American author & educator (1930- )
When common sense sees a puzzling phenomenon it looks for a causal agent. When it sees organization it looks for an organizer. This works amazingly well for purposes ranging from the diagnosis of diseases to the creation of governments. But it cannot account for emergence ... the appearance of complex phenomena not predictable from the basic elements and processes alone.
CARL BEREITER
Education and Mind in the Knowledge Age
The mind is not some organ that does the sense-making. That role belongs to the brain. The mind is a product of our sense-making activity. It is what our sense-making postulates when it tries to make sense of itself.
CARL BEREITER
Education and Mind in the Knowledge Age
The endless story that we construct to make sense of our lives must inevitably include the author as actor, object, observer, and setting, and there is only so much coherence you can expect from a story like that.
CARL BEREITER
Education and Mind in the Knowledge Age
In the traditional view, the mind is like a filing cabinet.
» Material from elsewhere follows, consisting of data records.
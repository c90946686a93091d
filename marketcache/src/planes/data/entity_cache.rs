use crate::domain::{merge_entity, FeedSource, UnifiedEntity};
use crate::ports::{KvStore, StoreEntry};
use indexmap::IndexMap;
use shared::{Result, TtlSecs};
use std::marker::PhantomData;
use std::sync::Arc;
use tracing::{debug, warn};

/// Typed view over the store for one kind of unified record.
///
/// Reads fail open: a store error or an undecodable payload reads as absent,
/// which callers treat the same as "never fetched".
pub struct EntityCache<E> {
    store: Arc<dyn KvStore>,
    _entity: PhantomData<fn() -> E>,
}

impl<E> Clone for EntityCache<E> {
    fn clone(&self) -> Self {
        Self {
            store: Arc::clone(&self.store),
            _entity: PhantomData,
        }
    }
}

impl<E: UnifiedEntity> EntityCache<E> {
    pub fn new(store: Arc<dyn KvStore>) -> Self {
        Self {
            store,
            _entity: PhantomData,
        }
    }

    pub async fn get(&self, id: &str) -> Option<E> {
        let key = E::cache_key(id);
        match self.store.get(key.as_str()).await {
            Ok(Some(json)) => decode::<E>(key.as_str(), json),
            Ok(None) => None,
            Err(e) => {
                warn!("Failed to read {} '{}': {}", E::KIND, key, e);
                None
            }
        }
    }

    /// Read-modify-write of one record.
    ///
    /// Not atomic: two concurrent merges of the same id may both read the same
    /// base record, and the later write wins.
    pub async fn merge(&self, update: E::Update, source: FeedSource, ttl: TtlSecs) -> Result<E> {
        let existing = self.get(E::update_id(&update)).await;
        let merged: E = merge_entity(existing, update, source);
        let key = merged.key();
        let json = serde_json::to_value(&merged)?;

        match self.store.set(key.as_str(), json, ttl).await {
            Ok(()) => debug!(
                "Merged {} '{}' ({:?})",
                E::KIND,
                key,
                merged.data_source()
            ),
            Err(e) => warn!("Failed to write merged {} '{}': {}", E::KIND, key, e),
        }
        Ok(merged)
    }

    /// Writes all records in one pipelined call.
    ///
    /// Reports whether the pipeline call succeeded, not per-key results.
    pub async fn set_many(&self, records: Vec<E>, ttl: TtlSecs) -> bool {
        if records.is_empty() {
            return true;
        }

        let mut entries = Vec::with_capacity(records.len());
        for record in &records {
            let key = record.key();
            match serde_json::to_value(record) {
                Ok(json) => entries.push(StoreEntry::new(key, json, ttl)),
                Err(e) => warn!("Skipping unserializable {} '{}': {}", E::KIND, key, e),
            }
        }

        let count = entries.len();
        match self.store.mset(entries).await {
            Ok(written) => {
                debug!("Wrote {} {} records (ok: {})", count, E::KIND, written);
                written
            }
            Err(e) => {
                warn!("Batch write of {} {} records failed: {}", count, E::KIND, e);
                false
            }
        }
    }

    /// Reads many records in one call. Every input id gets an entry, in input
    /// order; missing records map to `None`.
    pub async fn get_many(&self, ids: &[String]) -> IndexMap<String, Option<E>> {
        let keys: Vec<String> = ids.iter().map(|id| E::cache_key(id).into()).collect();
        let records = self.load(&keys).await;

        let mut found = IndexMap::with_capacity(ids.len());
        for (id, record) in ids.iter().zip(records) {
            found.entry(id.clone()).or_insert(record);
        }
        found
    }

    /// Positional read by store key; one slot per key.
    pub(crate) async fn load(&self, keys: &[String]) -> Vec<Option<E>> {
        if keys.is_empty() {
            return Vec::new();
        }

        match self.store.mget(keys).await {
            Ok(values) if values.len() == keys.len() => keys
                .iter()
                .zip(values)
                .map(|(key, value)| value.and_then(|json| decode::<E>(key, json)))
                .collect(),
            Ok(values) => {
                warn!(
                    "Store returned {} values for {} {} keys",
                    values.len(),
                    keys.len(),
                    E::KIND
                );
                vec![None; keys.len()]
            }
            Err(e) => {
                warn!("Batch read of {} {} records failed: {}", keys.len(), E::KIND, e);
                vec![None; keys.len()]
            }
        }
    }
}

impl<E> std::fmt::Debug for EntityCache<E> {
    fn fmt(&self, f: &mut std::fmt::Formatter<'_>) -> std::fmt::Result {
        f.debug_struct("EntityCache").finish_non_exhaustive()
    }
}

fn decode<E: UnifiedEntity>(key: &str, json: serde_json::Value) -> Option<E> {
    match serde_json::from_value(json) {
        Ok(record) => Some(record),
        Err(e) => {
            warn!("Discarding undecodable {} '{}': {}", E::KIND, key, e);
            None
        }
    }
}
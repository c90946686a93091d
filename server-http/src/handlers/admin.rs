use super::status_for;
use crate::state::AppState;
use axum::{
    extract::{Path, State},
    http::StatusCode,
    Json,
};
use marketcache::{AdminOperations, DedupStats};
use serde::Serialize;
use tracing::info;

#[derive(Debug, Serialize)]
pub struct InvalidateResponse {
    pub deleted: bool,
}

/// GET /admin/stats
pub async fn cache_stats(State(state): State<AppState>) -> Json<DedupStats> {
    Json(state.control.stats())
}

/// POST /admin/stats/reset
pub async fn reset_stats(State(state): State<AppState>) -> StatusCode {
    state.control.reset_stats();
    StatusCode::NO_CONTENT
}

/// DELETE /admin/cache/:key
pub async fn invalidate_key(
    State(state): State<AppState>,
    Path(key): Path<String>,
) -> Result<Json<InvalidateResponse>, StatusCode> {
    info!("DELETE: key={}", key);

    state
        .control
        .invalidate(&key)
        .await
        .map(|deleted| Json(InvalidateResponse { deleted }))
        .map_err(|e| status_for("invalidate", &e))
}
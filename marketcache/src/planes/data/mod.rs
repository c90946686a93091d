pub mod batch;
pub mod dedupe;
pub mod entity_cache;
pub mod read_through;

pub use batch::{populate_behind, populate_entities};
pub use dedupe::{DedupStats, RequestDeduplicator};
pub use entity_cache::EntityCache;
pub use read_through::{write_behind, ReadThroughCache};
//! Cache key construction.
//!
//! Every key is `namespace:param[:param...]` and is a pure function of its
//! inputs. Call sites must go through these constructors so that independent
//! readers of the same logical resource hit the same store entry.

use std::fmt;

/// A canonical cache key.
#[derive(Debug, Clone, PartialEq, Eq, Hash, PartialOrd, Ord)]
pub struct CacheKey(String);

impl CacheKey {
    /// Unified protocol record, keyed by the normalized slug.
    pub fn protocol(slug: &str) -> Self {
        Self(format!("defi:protocol:{}", normalize_protocol_id(slug)))
    }

    pub fn protocol_list() -> Self {
        Self("defi:protocols".to_string())
    }

    /// Unified token record, keyed by the normalized id or contract address.
    pub fn token(id: &str) -> Self {
        Self(format!("token:detail:{}", normalize_token_id(id)))
    }

    pub fn token_markets(page: u32) -> Self {
        Self(format!("token:markets:{page}"))
    }

    pub fn trending_tokens() -> Self {
        Self("trending:tokens".to_string())
    }

    pub fn price_history(id: &str, days: u32) -> Self {
        Self(format!("price-history:{}:{days}", normalize_token_id(id)))
    }

    pub fn stablecoins() -> Self {
        Self("global:stablecoin".to_string())
    }

    pub fn exchange_rates() -> Self {
        Self("global:exchange-rates".to_string())
    }

    /// Wraps a raw key received from an operator (admin invalidation).
    pub fn raw(key: impl Into<String>) -> Self {
        Self(key.into())
    }

    pub fn as_str(&self) -> &str {
        &self.0
    }
}

impl AsRef<str> for CacheKey {
    fn as_ref(&self) -> &str {
        &self.0
    }
}

impl fmt::Display for CacheKey {
    fn fmt(&self, f: &mut fmt::Formatter<'_>) -> fmt::Result {
        f.write_str(&self.0)
    }
}

impl From<CacheKey> for String {
    fn from(key: CacheKey) -> Self {
        key.0
    }
}

/// Resolves a protocol id or slug to the base entity it belongs to.
///
/// Parent protocols are published as `parent#<slug>`; they share a record
/// with `<slug>`. Casing and surrounding whitespace are not significant.
///
/// ```
/// use marketcache::keys::normalize_protocol_id;
///
/// assert_eq!(normalize_protocol_id("parent#Jupiter"), "jupiter");
/// assert_eq!(normalize_protocol_id("  Aave V3 "), "aave-v3");
/// assert_eq!(normalize_protocol_id("uniswap-v3"), "uniswap-v3");
/// ```
pub fn normalize_protocol_id(id: &str) -> String {
    let lowered = id.trim().to_ascii_lowercase();
    let base = lowered.strip_prefix("parent#").unwrap_or(&lowered);
    base.split_whitespace().collect::<Vec<_>>().join("-")
}

/// Normalizes a token id or contract address.
///
/// EVM addresses (`0x...`) are case-insensitive and are lowercased. Anything
/// else keeps its case: base58 mint addresses are case-sensitive.
///
/// ```
/// use marketcache::keys::normalize_token_id;
///
/// assert_eq!(
///     normalize_token_id(" 0xA0b86991c6218b36c1d19D4a2e9Eb0cE3606eB48 "),
///     "0xa0b86991c6218b36c1d19d4a2e9eb0ce3606eb48"
/// );
/// assert_eq!(
///     normalize_token_id("JUPyiwrYJFskUPiHa7hkeR8VUtAeFoSYbKedZNsDvCN"),
///     "JUPyiwrYJFskUPiHa7hkeR8VUtAeFoSYbKedZNsDvCN"
/// );
/// ```
pub fn normalize_token_id(id: &str) -> String {
    let trimmed = id.trim();
    let is_evm = trimmed.len() > 2
        && trimmed
            .get(..2)
            .is_some_and(|prefix| prefix.eq_ignore_ascii_case("0x"));
    if is_evm {
        trimmed.to_ascii_lowercase()
    } else {
        trimmed.to_string()
    }
}
pub mod cache_control;
pub mod operation;

pub use cache_control::CacheControl;
pub use operation::AdminOperations;
use crate::planes::data::DedupStats;
use async_trait::async_trait;
use shared::Result;

/// Operator-facing cache management.
#[async_trait]
pub trait AdminOperations: Send + Sync + 'static {
    fn stats(&self) -> DedupStats;

    fn reset_stats(&self);

    /// Drops one raw store key. Returns whether a live entry was removed.
    async fn invalidate(&self, key: &str) -> Result<bool>;
}
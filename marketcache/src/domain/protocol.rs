use super::{identity, list, number, resolve, text, DataSource, FeedSource, UnifiedEntity};
use crate::keys::{normalize_protocol_id, CacheKey};
use chrono::{DateTime, Utc};
use serde::{Deserialize, Serialize};
use std::collections::BTreeMap;

/// One point of a protocol TVL chart.
#[derive(Clone, Debug, PartialEq, Serialize, Deserialize)]
pub struct TvlPoint {
    /// Unix seconds.
    pub date: i64,
    pub tvl: f64,
}

/// Canonical cached record for one DeFi protocol.
#[derive(Clone, Debug, PartialEq, Serialize, Deserialize)]
#[serde(rename_all = "camelCase")]
pub struct UnifiedProtocolData {
    // identity
    pub id: String,
    pub slug: String,
    pub name: String,

    // volatile metrics, owned by the list feed
    #[serde(default, skip_serializing_if = "Option::is_none")]
    pub tvl: Option<f64>,
    #[serde(default, skip_serializing_if = "Option::is_none")]
    pub change_1h: Option<f64>,
    #[serde(default, skip_serializing_if = "Option::is_none")]
    pub change_1d: Option<f64>,
    #[serde(default, skip_serializing_if = "Option::is_none")]
    pub change_7d: Option<f64>,
    #[serde(default, skip_serializing_if = "Option::is_none")]
    pub mcap: Option<f64>,
    #[serde(default, skip_serializing_if = "Option::is_none")]
    pub chain_tvls: Option<BTreeMap<String, f64>>,

    // time series, owned by the overview feed
    #[serde(default, skip_serializing_if = "Option::is_none")]
    pub tvl_history: Option<Vec<TvlPoint>>,

    // descriptive, owned by the overview feed
    #[serde(default, skip_serializing_if = "Option::is_none")]
    pub symbol: Option<String>,
    #[serde(default, skip_serializing_if = "Option::is_none")]
    pub category: Option<String>,
    #[serde(default, skip_serializing_if = "Option::is_none")]
    pub chains: Option<Vec<String>>,
    #[serde(default, skip_serializing_if = "Option::is_none")]
    pub parent_protocol: Option<String>,
    #[serde(default, skip_serializing_if = "Option::is_none")]
    pub description: Option<String>,
    #[serde(default, skip_serializing_if = "Option::is_none")]
    pub url: Option<String>,
    #[serde(default, skip_serializing_if = "Option::is_none")]
    pub twitter: Option<String>,
    #[serde(default, skip_serializing_if = "Option::is_none")]
    pub github: Option<Vec<String>>,
    #[serde(default, skip_serializing_if = "Option::is_none")]
    pub logo: Option<String>,

    pub data_source: DataSource,
    pub last_updated: DateTime<Utc>,
}

/// Partial protocol data as delivered by one feed. Only `slug` is required.
#[derive(Clone, Debug, Default, PartialEq, Serialize, Deserialize)]
pub struct ProtocolUpdate {
    pub slug: String,
    pub id: Option<String>,
    pub name: Option<String>,
    pub tvl: Option<f64>,
    pub change_1h: Option<f64>,
    pub change_1d: Option<f64>,
    pub change_7d: Option<f64>,
    pub mcap: Option<f64>,
    pub chain_tvls: Option<BTreeMap<String, f64>>,
    pub tvl_history: Option<Vec<TvlPoint>>,
    pub symbol: Option<String>,
    pub category: Option<String>,
    pub chains: Option<Vec<String>>,
    pub parent_protocol: Option<String>,
    pub description: Option<String>,
    pub url: Option<String>,
    pub twitter: Option<String>,
    pub github: Option<Vec<String>>,
    pub logo: Option<String>,
}

impl ProtocolUpdate {
    pub fn new(slug: impl Into<String>) -> Self {
        Self {
            slug: slug.into(),
            ..Self::default()
        }
    }
}

impl UnifiedProtocolData {
    fn blank(update: &ProtocolUpdate, source: FeedSource, now: DateTime<Utc>) -> Self {
        let slug = normalize_protocol_id(&update.slug);
        Self {
            id: text(update.id.clone()).unwrap_or_else(|| slug.clone()),
            name: text(update.name.clone()).unwrap_or_else(|| slug.clone()),
            slug,
            tvl: None,
            change_1h: None,
            change_1d: None,
            change_7d: None,
            mcap: None,
            chain_tvls: None,
            tvl_history: None,
            symbol: None,
            category: None,
            chains: None,
            parent_protocol: None,
            description: None,
            url: None,
            twitter: None,
            github: None,
            logo: None,
            data_source: source.into(),
            last_updated: now,
        }
    }
}

impl UnifiedEntity for UnifiedProtocolData {
    type Update = ProtocolUpdate;

    const KIND: &'static str = "protocol";

    fn cache_key(id: &str) -> CacheKey {
        CacheKey::protocol(id)
    }

    fn update_id(update: &ProtocolUpdate) -> &str {
        &update.slug
    }

    fn pin_update(update: &mut ProtocolUpdate, slug: &str) {
        update.slug = slug.to_string();
    }

    fn merge(
        existing: Option<Self>,
        incoming: ProtocolUpdate,
        source: FeedSource,
        now: DateTime<Utc>,
    ) -> Self {
        let base = match existing {
            Some(record) => {
                let data_source = record.data_source.absorb(source);
                Self {
                    data_source,
                    ..record
                }
            }
            None => Self::blank(&incoming, source, now),
        };

        const METRICS: FeedSource = FeedSource::List;
        const RICH: FeedSource = FeedSource::Overview;

        let name = identity(base.name, &base.slug, incoming.name);
        Self {
            id: base.id,
            slug: base.slug,
            name,
            tvl: resolve(METRICS, source, number(incoming.tvl), base.tvl),
            change_1h: resolve(METRICS, source, number(incoming.change_1h), base.change_1h),
            change_1d: resolve(METRICS, source, number(incoming.change_1d), base.change_1d),
            change_7d: resolve(METRICS, source, number(incoming.change_7d), base.change_7d),
            mcap: resolve(METRICS, source, number(incoming.mcap), base.mcap),
            chain_tvls: resolve(
                METRICS,
                source,
                incoming.chain_tvls.filter(|m| !m.is_empty()),
                base.chain_tvls,
            ),
            tvl_history: resolve(RICH, source, list(incoming.tvl_history), base.tvl_history),
            symbol: resolve(RICH, source, text(incoming.symbol), base.symbol),
            category: resolve(RICH, source, text(incoming.category), base.category),
            chains: resolve(RICH, source, list(incoming.chains), base.chains),
            parent_protocol: resolve(
                RICH,
                source,
                text(incoming.parent_protocol).map(|p| normalize_protocol_id(&p)),
                base.parent_protocol,
            ),
            description: resolve(RICH, source, text(incoming.description), base.description),
            url: resolve(RICH, source, text(incoming.url), base.url),
            twitter: resolve(RICH, source, text(incoming.twitter), base.twitter),
            github: resolve(RICH, source, list(incoming.github), base.github),
            logo: resolve(RICH, source, text(incoming.logo), base.logo),
            data_source: base.data_source,
            last_updated: now,
        }
    }

    fn data_source(&self) -> DataSource {
        self.data_source
    }

    fn key(&self) -> CacheKey {
        CacheKey::protocol(&self.slug)
    }
}

#[cfg(test)]
mod tests {
    use super::*;
    use chrono::{Duration, TimeZone};

    fn t0() -> DateTime<Utc> {
        Utc.with_ymd_and_hms(2026, 1, 1, 0, 0, 0).unwrap()
    }

    fn existing(source: FeedSource) -> UnifiedProtocolData {
        let mut seed = ProtocolUpdate::new("jupiter");
        seed.name = Some("Jupiter".to_string());
        seed.tvl = Some(90.0);
        seed.description = Some("x".to_string());
        UnifiedProtocolData::merge(None, seed, source, t0())
    }

    #[test]
    fn test_first_update_becomes_record() {
        let mut update = ProtocolUpdate::new("parent#Jupiter");
        update.tvl = Some(500_000_000.0);
        update.url = Some("https://jup.ag".to_string());

        let record = UnifiedProtocolData::merge(None, update, FeedSource::List, t0());

        assert_eq!(record.slug, "jupiter");
        assert_eq!(record.id, "jupiter");
        assert_eq!(record.name, "jupiter");
        assert_eq!(record.tvl, Some(500_000_000.0));
        assert_eq!(record.url.as_deref(), Some("https://jup.ag"));
        assert_eq!(record.data_source, DataSource::List);
        assert_eq!(record.last_updated, t0());
    }

    #[test]
    fn test_list_update_overwrites_metrics_keeps_description() {
        let mut update = ProtocolUpdate::new("jupiter");
        update.tvl = Some(100.0);

        let record = UnifiedProtocolData::merge(
            Some(existing(FeedSource::Overview)),
            update,
            FeedSource::List,
            t0() + Duration::minutes(5),
        );

        assert_eq!(record.tvl, Some(100.0));
        assert_eq!(record.description.as_deref(), Some("x"));
        assert_eq!(record.data_source, DataSource::Merged);
        assert_eq!(record.last_updated, t0() + Duration::minutes(5));
    }

    #[test]
    fn test_list_update_only_fills_missing_descriptive_fields() {
        let mut update = ProtocolUpdate::new("jupiter");
        update.description = Some("from list".to_string());
        update.logo = Some("https://icons/jup.png".to_string());
        update.change_1d = Some(-2.5);

        let record = UnifiedProtocolData::merge(
            Some(existing(FeedSource::List)),
            update,
            FeedSource::List,
            t0(),
        );

        assert_eq!(record.description.as_deref(), Some("x"));
        assert_eq!(record.logo.as_deref(), Some("https://icons/jup.png"));
        assert_eq!(record.change_1d, Some(-2.5));
        // metric absent from the update falls back to the existing value
        assert_eq!(record.tvl, Some(90.0));
        assert_eq!(record.data_source, DataSource::List);
    }

    #[test]
    fn test_overview_update_overwrites_description_keeps_tvl() {
        let mut seed = existing(FeedSource::List);
        seed.tvl = Some(100.0);

        let mut update = ProtocolUpdate::new("jupiter");
        update.description = Some("y".to_string());
        update.tvl = Some(80.0);

        let record = UnifiedProtocolData::merge(Some(seed), update, FeedSource::Overview, t0());

        assert_eq!(record.tvl, Some(100.0));
        assert_eq!(record.description.as_deref(), Some("y"));
        assert_eq!(record.data_source, DataSource::Merged);
    }

    #[test]
    fn test_overview_fills_missing_metrics() {
        let mut seed = existing(FeedSource::List);
        seed.tvl = None;

        let mut update = ProtocolUpdate::new("jupiter");
        update.tvl = Some(42.0);
        update.chain_tvls = Some(BTreeMap::from([("Solana".to_string(), 42.0)]));

        let record = UnifiedProtocolData::merge(Some(seed), update, FeedSource::Overview, t0());

        assert_eq!(record.tvl, Some(42.0));
        assert_eq!(record.chain_tvls.unwrap()["Solana"], 42.0);
    }

    #[test]
    fn test_empty_values_never_clobber() {
        let mut update = ProtocolUpdate::new("jupiter");
        update.description = Some("   ".to_string());
        update.github = Some(vec![]);
        update.tvl = Some(f64::NAN);

        let record = UnifiedProtocolData::merge(
            Some(existing(FeedSource::Overview)),
            update,
            FeedSource::Overview,
            t0(),
        );

        assert_eq!(record.description.as_deref(), Some("x"));
        assert_eq!(record.tvl, Some(90.0));
        assert_eq!(record.github, None);
        assert_eq!(record.data_source, DataSource::Merged);
    }

    #[test]
    fn test_identity_is_immutable() {
        let mut update = ProtocolUpdate::new("jupiter");
        update.id = Some("other-id".to_string());
        update.name = Some("Renamed".to_string());

        let record = UnifiedProtocolData::merge(
            Some(existing(FeedSource::List)),
            update,
            FeedSource::Overview,
            t0(),
        );

        assert_eq!(record.id, "jupiter");
        assert_eq!(record.name, "Jupiter");
    }

    #[test]
    fn test_overview_onto_overview_is_merged() {
        let mut update = ProtocolUpdate::new("jupiter");
        update.description = Some("y".to_string());

        let first = UnifiedProtocolData::merge(
            None,
            ProtocolUpdate::new("jupiter"),
            FeedSource::Overview,
            t0(),
        );
        assert_eq!(first.data_source, DataSource::Overview);

        let record = UnifiedProtocolData::merge(Some(first), update, FeedSource::Overview, t0());
        assert_eq!(record.data_source, DataSource::Merged);
        assert_eq!(record.description.as_deref(), Some("y"));
    }

    #[test]
    fn test_slug_placeholder_name_is_filled_later() {
        let listed =
            UnifiedProtocolData::merge(None, ProtocolUpdate::new("jupiter"), FeedSource::List, t0());
        assert_eq!(listed.name, "jupiter");

        let mut overview = ProtocolUpdate::new("jupiter");
        overview.name = Some("Jupiter".to_string());
        let record = UnifiedProtocolData::merge(Some(listed), overview, FeedSource::Overview, t0());
        assert_eq!(record.name, "Jupiter");

        let mut rename = ProtocolUpdate::new("jupiter");
        rename.name = Some("Jupiter Exchange".to_string());
        let record = UnifiedProtocolData::merge(Some(record), rename, FeedSource::List, t0());
        assert_eq!(record.name, "Jupiter");
    }

    #[test]
    fn test_remerge_is_idempotent() {
        let mut update = ProtocolUpdate::new("jupiter");
        update.tvl = Some(100.0);
        update.description = Some("y".to_string());
        update.tvl_history = Some(vec![TvlPoint { date: 1, tvl: 99.0 }]);

        for source in [FeedSource::List, FeedSource::Overview] {
            let once = UnifiedProtocolData::merge(
                Some(existing(FeedSource::List)),
                update.clone(),
                source,
                t0(),
            );
            let twice = UnifiedProtocolData::merge(
                Some(once.clone()),
                update.clone(),
                source,
                t0() + Duration::seconds(30),
            );

            assert_eq!(
                UnifiedProtocolData {
                    last_updated: once.last_updated,
                    ..twice.clone()
                },
                once
            );
            assert!(twice.last_updated > once.last_updated);
        }
    }

    #[test]
    fn test_record_json_shape() {
        let record = existing(FeedSource::List);
        let json = serde_json::to_value(&record).unwrap();

        assert_eq!(json["dataSource"], "list");
        assert_eq!(json["tvl"], 90.0);
        assert!(json.get("logo").is_none());

        let back: UnifiedProtocolData = serde_json::from_value(json).unwrap();
        assert_eq!(back, record);
    }
}
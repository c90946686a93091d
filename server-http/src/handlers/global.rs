use super::status_for;
use crate::state::AppState;
use crate::upstream::{ExchangeRates, Stablecoin};
use axum::{extract::State, http::StatusCode, Json};

/// GET /api/stablecoins
pub async fn get_stablecoins(
    State(state): State<AppState>,
) -> Result<Json<Vec<Stablecoin>>, StatusCode> {
    state
        .service
        .stablecoins()
        .await
        .map(Json)
        .map_err(|e| status_for("list stablecoins", &e))
}

/// GET /api/exchange-rates
pub async fn get_exchange_rates(
    State(state): State<AppState>,
) -> Result<Json<ExchangeRates>, StatusCode> {
    state
        .service
        .exchange_rates()
        .await
        .map(Json)
        .map_err(|e| status_for("exchange rates", &e))
}
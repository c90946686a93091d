//! Market data caching core: a read-through cache with request
//! deduplication, and unified protocol/token records merged from partial
//! feed updates.

pub mod domain;
pub mod keys;
pub mod planes;
pub mod ports;

#[cfg(test)]
mod testing;

pub use keys::CacheKey;
pub use planes::control::{AdminOperations, CacheControl};
pub use planes::data::{
    populate_behind, populate_entities, write_behind, DedupStats, EntityCache, ReadThroughCache,
    RequestDeduplicator,
};
pub use ports::{KvStore, StoreEntry};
Items get added to it or removed from time to time, through learning and forgetting. Otherwise, the knowledge just sits there until an occasion arises for particular items of it to be taken out and used. So long as that view is retained, it is impossible to understand the centrality of knowledge in expertise. If knowledge is just items in a mental filing cabinet, then it is easy to acknowledge that an expert must have a well-stocked filing cabinet.